From November 2023 to June 2024, Oak Park will have spent $2.489 million on its migrant response, and the village has, or expects to be, reimbursed for all but about $352,000 of those expenditures. 

The village has spent $2.276 million on its asylum seeker response up until now, and anticipates another $213,000 to be expensed from grant money through June. Those costs are associated with legal services, resettlement costs and administrative services. 

All of the migrants in Oak Park’s care have been resettled into stable housing since early April. Community of Congregations housed 201 migrants since the village started providing support in late October 2023

Records show that trustees designated or were granted funds for asylum-seeker response efforts from local, state and county funds. 

Local funds came from unspent American Rescue Plan Act dollars and the village’s general fund. The village allocated $650,000 in local funds for migrant response, the last of which was to resettle 17 migrants at Euclid Avenue United Methodist Church.  

Of that $650,000, $450,000 was used to fund resettlement efforts through a contract with the Community of Congregations. The State of Illinois committed to reimburse Oak Park for $200,000 in fiscal year 2025.  

Village staff have not yet identified a reimbursement opportunity for the other $250,000 spent on resettlement, but will continue to pursue options, according to a memorandum from Kira Tchang, the village’s human resources director. The goal is to return any unspent funds from that $650,000 to the general fund, Tchang told Wednesday Journal. 

“There is, I think, some confusion in the community that … every single penny will be reimbursed,” Trustee Lucia Robinson said at the April 30 board meeting. “We’re not even close to being reimbursed for every penny.” 

State funds include two Supporting Municipalities for Asylum Seeker Services grants. Cook County funds come from Disaster Response and Recovery Fund dollars. If the latest application is approved, additional DRRF funds would allow Oak Park to be reimbursed for some migrant services including food and shelter at the Oak Park Family Transitional Shelter at St. Edmund School. The combined total of state and county grants is $2,836,011.59, according to the memorandum, excluding the latest DRRF application. Not all of that money was spent. 

Oak Park was granted $2,070,750 to provide legal services, temporary shelter through the Oak Park Family Transitional Shelter, short-term rental assistance and administrative services through the second SMASS grant. This is included in the more than $2.8 million total for grants. The village only spent about $761,000 of that grant before all the migrants were resettled. 

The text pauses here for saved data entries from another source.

//! Page directory - one entry per known page.
//!
//! The directory maps a [`PageKey`] to the shared [`PageInner`] every handle
//! of that page points at. The entry's [`Placement`] says where the bytes
//! are: in a mini-page, at a disk location, both, or nowhere yet.
//!
//! The directory mutex is held only for lookup-or-create; it is never held
//! while another lock is acquired. Per-page state has its own mutex, which
//! totally orders pin, freeze and placement transitions of one page. The
//! slot lock guards the page's bytes: byte views hold it, and a mini-page is
//! only taken away from a page under its write guard.

use std::collections::HashMap;
use std::sync::Arc;

use parking_lot::{Mutex, RwLock};

use crate::buffer::slab::MiniPage;
use crate::common::PageKey;
use crate::storage::DiskLocation;

/// Where a page's bytes live.
#[derive(Debug, Clone, Copy, PartialEq, Eq)]
pub enum Placement {
    /// No mini-page and no disk location.
    NotYetWritten,
    /// Only in memory.
    Resident(MiniPage),
    /// Only on disk.
    OnDisk(DiskLocation),
    /// In memory, with a location on disk.
    Both(MiniPage, DiskLocation),
}

impl Placement {
    #[inline]
    pub fn mini_page(&self) -> Option<MiniPage> {
        match *self {
            Placement::Resident(mini) | Placement::Both(mini, _) => Some(mini),
            Placement::NotYetWritten | Placement::OnDisk(_) => None,
        }
    }

    #[inline]
    pub fn location(&self) -> Option<DiskLocation> {
        match *self {
            Placement::OnDisk(location) | Placement::Both(_, location) => Some(location),
            Placement::NotYetWritten | Placement::Resident(_) => None,
        }
    }

    #[inline]
    pub fn is_resident(&self) -> bool {
        self.mini_page().is_some()
    }

    /// Same residency, with `location` recorded.
    pub fn with_location(self, location: DiskLocation) -> Self {
        match self.mini_page() {
            Some(mini) => Placement::Both(mini, location),
            None => Placement::OnDisk(location),
        }
    }
}

/// Mutable state of one page, behind [`PageInner::state`].
#[derive(Debug)]
pub struct PageState {
    pub placement: Placement,
    /// Live handles.
    pub refs: usize,
    pub pinned: bool,
    /// Set at the first unpin. From then on the bytes are read-only and the
    /// frozen size is final.
    pub unpinned_once: bool,
    pub frozen_size: Option<usize>,
    /// Bytes differ from what is on disk (or nothing is on disk).
    pub dirty: bool,
}

impl PageState {
    fn fresh() -> Self {
        Self {
            placement: Placement::NotYetWritten,
            refs: 0,
            pinned: false,
            unpinned_once: false,
            frozen_size: None,
            dirty: false,
        }
    }

    /// State of a committed page found in the metadata file.
    fn on_disk(location: DiskLocation) -> Self {
        Self {
            placement: Placement::OnDisk(location),
            refs: 0,
            pinned: false,
            unpinned_once: true,
            frozen_size: Some(location.len),
            dirty: false,
        }
    }

    /// Number of meaningful bytes: the frozen size, or the whole mini-page.
    pub fn used_len(&self) -> usize {
        match (self.frozen_size, self.placement) {
            (Some(len), _) => len,
            (None, placement) => placement
                .mini_page()
                .map(|mini| mini.capacity)
                .or_else(|| placement.location().map(|location| location.len))
                .unwrap_or(0),
        }
    }
}

/// Shared by every handle of one page.
#[derive(Debug)]
pub struct PageInner {
    pub key: PageKey,
    pub state: Mutex<PageState>,
    /// The mini-page holding the bytes, mirrored from the placement.
    /// Taken after `state` when both are held.
    pub slot: RwLock<Option<MiniPage>>,
}

impl PageInner {
    fn new(key: PageKey, state: PageState) -> Arc<Self> {
        Arc::new(Self {
            key,
            slot: RwLock::new(state.placement.mini_page()),
            state: Mutex::new(state),
        })
    }
}

/// All known pages.
#[derive(Debug, Default)]
pub struct Directory {
    pages: HashMap<PageKey, Arc<PageInner>>,
    next_anonymous: u64,
}

impl Directory {
    pub fn new() -> Self {
        Self::default()
    }

    /// Seed committed named pages, e.g. from the metadata file.
    pub fn restore(&mut self, entries: impl IntoIterator<Item = (PageKey, DiskLocation)>) {
        for (key, location) in entries {
            debug_assert!(!key.is_anonymous());
            let page = PageInner::new(key.clone(), PageState::on_disk(location));
            self.pages.insert(key, page);
        }
    }

    /// The entry for `key`, created in [`Placement::NotYetWritten`] if new.
    pub fn lookup_or_create(&mut self, key: PageKey) -> Arc<PageInner> {
        let page = self
            .pages
            .entry(key)
            .or_insert_with_key(|key| PageInner::new(key.clone(), PageState::fresh()));
        Arc::clone(page)
    }

    /// A new anonymous page with the next number.
    pub fn create_anonymous(&mut self) -> Arc<PageInner> {
        let key = PageKey::Anonymous(self.next_anonymous);
        self.next_anonymous += 1;
        self.lookup_or_create(key)
    }

    pub fn get(&self, key: &PageKey) -> Option<Arc<PageInner>> {
        self.pages.get(key).cloned()
    }

    pub fn remove(&mut self, key: &PageKey) -> Option<Arc<PageInner>> {
        self.pages.remove(key)
    }

    /// Every entry, for a pass that locks them one at a time.
    pub fn snapshot(&self) -> Vec<Arc<PageInner>> {
        self.pages.values().cloned().collect()
    }

    pub fn len(&self) -> usize {
        self.pages.len()
    }

    pub fn is_empty(&self) -> bool {
        self.pages.is_empty()
    }
}
//! Logging setup.
//!
//! The library only emits `tracing` events. Binaries and tests that want to
//! see them install a subscriber through [`init_logging`].

use tracing_subscriber::{fmt, EnvFilter};

use crate::common::{Error, Result};

/// Install a global `fmt` subscriber filtered by `filter`
/// (e.g. `"slabpool=debug"`).
///
/// Fails if the filter does not parse or a subscriber is already installed.
pub fn init_logging(filter: &str) -> Result<()> {
    fmt()
        .with_env_filter(
            EnvFilter::try_new(filter)
                .map_err(|e| Error::InvalidConfig(format!("invalid log filter: {e}")))?,
        )
        .with_target(true)
        .with_thread_ids(true)
        .try_init()
        .map_err(|_| Error::InvalidConfig("logging already initialized".into()))
}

The village’s temporary shelter program, which existed at The Carleton of Oak Park Hotel, the West Cook YMCA and Grace Episcopal Church, cost a total of $964,443.41. Out of that total, all but about $102,000 has been reimbursed either through the state or county.  

That amount, about $102,000, was spent in November 2023, before the Cook County’s fiscal year started on Dec. 1. So, it was not eligible for reimbursement from the county or state, Tchang said. That, plus the $250,000 in local funds that have not had a reimbursement source identified, totals about $352,000 that the village has not been reimbursed for in its asylum seeker response. 

The village will submit additional expenses for reimbursement through May and June, Tchang said, including for legal services and administrative services. Any funds not expensed in this process will remain with the state, she said. 

“With that $352,000 [not reimbursed], we’ve been able to provide temporary shelter for a period of five months and then resettle a significant population of migrants for the period of a year,” Trustee Brian Straw said. “That seems to be an incredible achievement.”